I’ve been watching a lot of old Nick shows recently (thanks Amazon Prime!), and the one that has consistently surprised and impressed me is “Clarissa Explains It All.” I was totally obsessed as six-to-nine-year-old kid, but it’s only in watching it now as an adult that I am struck with how awesomely feminist it is.

Here are some reasons why Clarissa is totally a feminist icon:

She was a trailblazer. “Clarissa” was the first Nickelodeon show that featured a female lead. It was so popular that it busted the myth that boys won’t watch a show about girls (which in turn has been busted again and again by The Power Puff Girls, Dora the Explorer, and Doc McStuffins, to name a few).

She had a male best friend who wasn’t her boyfriend. This fact is almost always brought up in articles about “Clarissa,” because it’s still a rarity in, frankly, all of television. Unlike other shows with a male/female best friend duo (Lizzie McGuire springs to mind here), there was absolutely no flirtation between Sam and Clarissa, and the one episode where they attempted to be more than friends ended in disaster.

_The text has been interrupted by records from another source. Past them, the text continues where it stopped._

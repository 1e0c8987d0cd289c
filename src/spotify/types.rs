use serde::Deserialize;

/// Snapshot of `GET /me/player`.
#[derive(Debug, Clone, PartialEq, Deserialize)]
pub struct PlaybackState {
    #[serde(default)]
    pub is_playing: bool,
    #[serde(default)]
    pub progress_ms: Option<u64>,
    /// `item` is null between tracks and for some local files.
    #[serde(rename = "item", default)]
    pub track: Option<Track>,
    #[serde(default)]
    pub device: Option<Device>,
}

/// A track, or a podcast episode (which has no artists or album).
#[derive(Debug, Clone, PartialEq, Deserialize)]
pub struct Track {
    #[serde(default)]
    pub id: Option<String>,
    pub name: String,
    #[serde(default)]
    pub artists: Vec<Artist>,
    #[serde(default)]
    pub album: Option<Album>,
    #[serde(default)]
    pub duration_ms: u64,
    #[serde(default)]
    pub uri: Option<String>,
}

impl Track {
    pub fn artist_names(&self) -> String {
        self.artists
            .iter()
            .map(|a| a.name.as_str())
            .collect::<Vec<_>>()
            .join(", ")
    }

    /// URI to hand back to `PUT /me/player/play`.
    pub fn play_uri(&self) -> Option<String> {
        self.uri
            .clone()
            .or_else(|| self.id.as_ref().map(|id| format!("spotify:track:{id}")))
    }
}

#[derive(Debug, Clone, PartialEq, Deserialize)]
pub struct Artist {
    #[serde(default)]
    pub id: Option<String>,
    pub name: String,
}

#[derive(Debug, Clone, PartialEq, Deserialize)]
pub struct Album {
    pub name: String,
    #[serde(default)]
    pub images: Vec<Image>,
}

#[derive(Debug, Clone, PartialEq, Deserialize)]
pub struct Image {
    pub url: String,
    #[serde(default)]
    pub width: Option<u32>,
    #[serde(default)]
    pub height: Option<u32>,
}

#[derive(Debug, Clone, PartialEq, Deserialize)]
pub struct Device {
    #[serde(default)]
    pub id: Option<String>,
    pub name: String,
    #[serde(default)]
    pub volume_percent: Option<u8>,
    #[serde(default)]
    pub is_active: bool,
}

/// `GET /me/player/queue`.
#[derive(Debug, Clone, Default, PartialEq, Deserialize)]
pub struct Queue {
    #[serde(default)]
    pub currently_playing: Option<Track>,
    #[serde(default)]
    pub queue: Vec<Track>,
}

#[derive(Debug, Clone, PartialEq, Deserialize)]
pub struct Playlist {
    pub id: String,
    pub name: String,
    pub uri: String,
    #[serde(default)]
    pub images: Option<Vec<Image>>,
    #[serde(default)]
    pub tracks: Option<TrackCount>,
}

#[derive(Debug, Clone, PartialEq, Deserialize)]
pub struct TrackCount {
    pub total: u32,
}

#[derive(Debug, Clone, Deserialize)]
pub struct Paging<T> {
    pub items: Vec<T>,
    #[serde(default)]
    pub total: u32,
    #[serde(default)]
    pub next: Option<String>,
}

#[derive(Debug, Clone, Deserialize)]
pub struct UserProfile {
    pub id: String,
    #[serde(default)]
    pub display_name: Option<String>,
    #[serde(default)]
    pub email: Option<String>,
    #[serde(default)]
    pub product: Option<String>,
}

#[cfg(test)]
mod tests {
    use super::*;

    #[test]
    fn playback_state_from_api_json() {
        let state: PlaybackState = serde_json::from_value(serde_json::json!({
            "is_playing": true,
            "progress_ms": 61000,
            "device": { "id": "d1", "name": "Kitchen", "volume_percent": 72, "is_active": true },
            "item": {
                "id": "t1",
                "name": "Song",
                "duration_ms": 200000,
                "uri": "spotify:track:t1",
                "artists": [{ "id": "a1", "name": "First" }, { "id": "a2", "name": "Second" }],
                "album": { "name": "Album", "images": [{ "url": "https://i/1", "width": 640, "height": 640 }] }
            }
        }))
        .unwrap();

        let track = state.track.as_ref().unwrap();
        assert_eq!(track.artist_names(), "First, Second");
        assert_eq!(track.album.as_ref().unwrap().images[0].width, Some(640));
        assert_eq!(state.device.unwrap().volume_percent, Some(72));
    }

    #[test]
    fn null_item_and_volume_are_tolerated() {
        let state: PlaybackState = serde_json::from_value(serde_json::json!({
            "is_playing": false,
            "progress_ms": null,
            "item": null,
            "device": { "id": null, "name": "Web", "volume_percent": null, "is_active": false }
        }))
        .unwrap();
        assert!(state.track.is_none());
        assert_eq!(state.device.unwrap().volume_percent, None);
    }

    #[test]
    fn play_uri_falls_back_to_id() {
        let track = Track {
            id: Some("t9".into()),
            name: "x".into(),
            artists: vec![],
            album: None,
            duration_ms: 0,
            uri: None,
        };
        assert_eq!(track.play_uri().as_deref(), Some("spotify:track:t9"));
    }
}
use crate::stats::SearchStats;
use grid_util::point::Point;

#[derive(Clone, Copy, Debug, PartialEq, Eq)]
pub enum SearchStatus {
    Found,
    /// The frontier ran empty before the goal was reached.
    Unreachable,
}

/// One frame of the replay produced by [SearchResult::steps].
#[derive(Clone, Copy, Debug, PartialEq, Eq)]
pub enum TraceStep {
    Expanded(Point),
    Path(Point),
}

/// Outcome of a single search call. The traces are complete once returned and are never
/// modified afterwards.
#[derive(Clone, Debug)]
pub struct SearchResult {
    pub status: SearchStatus,
    /// Cells in the order they were closed.
    pub expanded: Vec<Point>,
    /// Cells from the start (exclusive) to the goal (inclusive). Empty when the goal was not
    /// reached or coincides with the start.
    pub path: Vec<Point>,
    pub stats: SearchStats,
}

impl SearchResult {
    pub fn is_found(&self) -> bool {
        self.status == SearchStatus::Found
    }

    pub fn path_cost(&self) -> Option<f64> {
        self.is_found().then_some(self.stats.path_cost)
    }

    /// Replays the search for progressive rendering: every expanded cell in order, followed
    /// by every path cell from start to goal.
    pub fn steps(&self) -> impl Iterator<Item = TraceStep> + '_ {
        self.expanded
            .iter()
            .map(|&p| TraceStep::Expanded(p))
            .chain(self.path.iter().map(|&p| TraceStep::Path(p)))
    }
}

She wasn’t stuck in gender stereotypes. Clarissa was a well-rounded character who had a range of interests not specific to males or females. She obviously loved clothes and fashion, but she also programmed her own computer games, hated cheerleading, and loved rock and roll (the early-90s band name dropping on this show is INSANE – she and Sam went backstage at a Nirvana concert!!!). Above all, she wanted a chance to get behind the wheel of a car. In short, she was a real person, not a super girly-girl but not an against-the-grain tomboy either.

She had career aptitude and aspirations. Though she may not have been aware of it all the time, this girl was born to be a journalist. Her constant reports, updates, and news flashes about the seemingly mundane were all practice for her future career. Not all kids show interest or talent in the fields that they end up in as adults, but some of them do, and I can’t think of another show that showcases this like “Clarissa” does. (And as a point of comparison, Ferguson was obviously on his way to being an investment banker).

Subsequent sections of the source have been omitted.